JAKARTA (Independensi.com) – Pemerintah Indonesia melalui Menteri BUMN dan Menteri Luar Negeri (Menlu) melakukan perjanjian Preliminary Agreement of Purchase and Supply of Bulk Production of Covid -19 Vaccine.
Perjanjian pembelian bulk vaccine dengan Sinovac China menunjukan bukti, Indonesia tidak berdaulat di bidang farmasi.
Pernyataan tersebut disampaikan anggota Komisi I DPR RI Sukamta kepada para awak media melalui keterangan tertulis, Jumat (28/8/2020).
Sukamta mengatakan, Presiden Jokowi dengan bangga menyatakan, Indonesia menjadi negara yang paling siap menyediakan vaksin Covid-19 setelah perjanjian bulk vaksin dengan perusahaan farmasi Sinovac, Tiongkok.
“Namun, seharusnya di sisi lain Presiden Jokowi mengaku sedih. Perjanjian ini menunjukan, Indonesia tidak berdaulat dalam bidang farmasi,” jelasnya.
Sukamta memberikan dua alasan mengapa Indonesia disebut tidak berdaulat dalam bidang farmasi.
Pertama, lanjut Sukamta, alokasi yang besar diberikan oleh perusahaan produsen vaksin karena perusahaan dan negara produsen vaksin melihat potensi bisnis yang menguntungkan dengan Indonesia sehingga diprioritaskan.
“Indonesia membutuhkan sekitar 350 juta dosis vaksin Covid-19 dengan anggaran sebesar Rp 25 triliun hingga Rp30 triliun,” ungkap Wakil Ketua F-PKS DPR RI ini.
Kedua, sambung Sukamta, Indonesia sampai saat ini mengimpor 95 persen dari total kebutuhan industri dalam negeri.
“Impor dari Tiongkok merupakan yang terbesar, mencapai 60 persen,” ujarnya.

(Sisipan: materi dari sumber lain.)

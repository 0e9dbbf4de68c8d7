/**
 * In-process mock endpoints.
 *
 * Intercepts urls by pattern and answers with canned or computed responses
 * after an artificial delay, so the fetch hooks can be exercised under
 * deterministic latency and failure without a network.
 */
use crate::config::{
    BROKEN_LATENCY_MS, BROKEN_PRODUCTS_PATH, FEATURED_LATENCY_MS, FEATURED_PRODUCTS_PATH,
    METRICS_LATENCY_MS, METRICS_PATH, PRODUCTS_LATENCY_MS, PRODUCTS_PATH,
};
use crate::data::{self, Metric};
use crate::fetch::{FetchError, Response, Transport};
use async_trait::async_trait;
use bytes::Bytes;
use serde::Serialize;
use std::sync::Arc;
use std::sync::atomic::{AtomicU64, Ordering};
use std::time::Duration;
use tokio::time::sleep;
use tokio_util::sync::CancellationToken;
use tracing::debug;

type ComputeFn = Box<dyn Fn(u64) -> Response + Send + Sync>;

enum Responder {
    Fixed(Response),
    /// Called with the 1-based hit number of the route
    Computed(ComputeFn),
}

struct MockRoute {
    pattern: String,
    latency: Duration,
    responder: Responder,
    hits: AtomicU64,
}

impl MockRoute {
    fn respond(&self, hit: u64) -> Response {
        match &self.responder {
            Responder::Fixed(response) => response.clone(),
            Responder::Computed(f) => f(hit),
        }
    }
}

#[derive(Default)]
pub struct MockTransport {
    routes: Vec<MockRoute>,
    fallback: Option<Arc<dyn Transport>>,
}

impl MockTransport {
    #[must_use]
    pub fn new() -> Self {
        Self::default()
    }

    /// Answer urls matching `pattern` with a fixed status and body
    #[must_use]
    pub fn route(
        self,
        pattern: &str,
        latency: Duration,
        status: u16,
        body: impl Into<Bytes>,
    ) -> Self {
        self.push(pattern, latency, Responder::Fixed(Response::new(status, body)))
    }

    /// Answer urls matching `pattern` with `value` serialized as json
    ///
    /// # Errors
    ///
    /// Will return `Err` if `value` cannot be serialized
    pub fn route_json<B: Serialize>(
        self,
        pattern: &str,
        latency: Duration,
        value: &B,
    ) -> serde_json::Result<Self> {
        let body = serde_json::to_vec(value)?;
        Ok(self.route(pattern, latency, 200, body))
    }

    /// Answer urls matching `pattern` with a response built from the hit number
    #[must_use]
    pub fn route_with<F>(self, pattern: &str, latency: Duration, f: F) -> Self
    where
        F: Fn(u64) -> Response + Send + Sync + 'static,
    {
        self.push(pattern, latency, Responder::Computed(Box::new(f)))
    }

    /// Send unmatched urls to `transport` instead of answering 404
    #[must_use]
    pub fn with_fallback(mut self, transport: Arc<dyn Transport>) -> Self {
        self.fallback = Some(transport);
        self
    }

    fn push(mut self, pattern: &str, latency: Duration, responder: Responder) -> Self {
        self.routes.push(MockRoute {
            pattern: pattern.to_string(),
            latency,
            responder,
            hits: AtomicU64::new(0),
        });
        self
    }

    /// Requests that reached routes registered under `pattern`
    #[must_use]
    pub fn hits(&self, pattern: &str) -> u64 {
        self.routes
            .iter()
            .filter(|r| r.pattern == pattern)
            .map(|r| r.hits.load(Ordering::Relaxed))
            .sum()
    }

    /// The endpoints the demo front-end talks to
    ///
    /// # Errors
    ///
    /// Will return `Err` if the canned catalog cannot be serialized
    pub fn demo() -> serde_json::Result<Self> {
        Ok(Self::new()
            .route_json(
                FEATURED_PRODUCTS_PATH,
                Duration::from_millis(FEATURED_LATENCY_MS),
                &data::featured(),
            )?
            .route(
                BROKEN_PRODUCTS_PATH,
                Duration::from_millis(BROKEN_LATENCY_MS),
                500,
                "internal server error",
            )
            .route_json(
                PRODUCTS_PATH,
                Duration::from_millis(PRODUCTS_LATENCY_MS),
                &data::catalog(),
            )?
            .route_with(
                METRICS_PATH,
                Duration::from_millis(METRICS_LATENCY_MS),
                metrics_response,
            ))
    }

    fn pattern_matches(pattern: &str, url: &str) -> bool {
        if pattern == "*" || pattern == url {
            return true;
        }

        // "/api/*" matches "/api/products"
        if let Some(prefix) = pattern.strip_suffix('*') {
            return url.starts_with(prefix);
        }

        false
    }
}

#[async_trait]
impl Transport for MockTransport {
    async fn get(&self, url: &str, cancel: &CancellationToken) -> Result<Response, FetchError> {
        let Some(route) = self
            .routes
            .iter()
            .find(|r| Self::pattern_matches(&r.pattern, url))
        else {
            return match &self.fallback {
                Some(fallback) => fallback.get(url, cancel).await,
                None => {
                    debug!(url, "no mock route");
                    Ok(Response::new(404, "not found"))
                }
            };
        };

        let hit = route.hits.fetch_add(1, Ordering::Relaxed) + 1;
        debug!(url, pattern = %route.pattern, hit, "mock route hit");

        tokio::select! {
            biased;
            () = cancel.cancelled() => Err(FetchError::Cancelled),
            () = sleep(route.latency) => Ok(route.respond(hit)),
        }
    }
}

/// Deterministic but moving numbers so each poll visibly changes
#[allow(clippy::cast_precision_loss)]
fn metrics_response(hit: u64) -> Response {
    let wobble = (hit * 37 % 23) as f64;
    let metrics = vec![
        Metric::new("active users", 120.0 + wobble * 3.0, ""),
        Metric::new("requests", 840.0 + wobble * 11.0, "req/min"),
        Metric::new("p95 latency", 95.0 + wobble * 1.5, "ms"),
        Metric::new("polls served", hit as f64, ""),
    ];
    match serde_json::to_vec(&metrics) {
        Ok(body) => Response::new(200, body),
        Err(e) => Response::new(500, e.to_string()),
    }
}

Dalam masalah bahan baku industri kesehatan, Sukamta kemudian menyoroti mengenai inkonsistensi antara kebijakan dengan statment-statment yang dikeluarkan.
Sukamta pun menyentil Menteri BUMN Erick Thohir.
“Menteri BUMN Erick Thohir ketika awal Covid-19 melanda mengakui Indonesia 90 persen industri kesehatan dari impor, kemudian menyatakan ada mafia dan menyatakan akan melawan,” jelasnya.
Namun, tutur Sukamta, kini Menteri Erick sepertinya menelan ludah sendiri dengan memimpin impor bahan baku vaksin Covid-19.
“Padahal jika kita serius kita bisa membuat bahan baku bulk vaksin memanfaatkan pemanfaatan bahan baku yang berasal dari sumber daya alam Indonesia,” tegasnya.
Lebih lanjut Sukamta menambahkan, potensi bisnis vaksin ini luar biasa seharusnya jadi momentum Indonesia untuk mandiri dari mengembangkan bisnis vaksin.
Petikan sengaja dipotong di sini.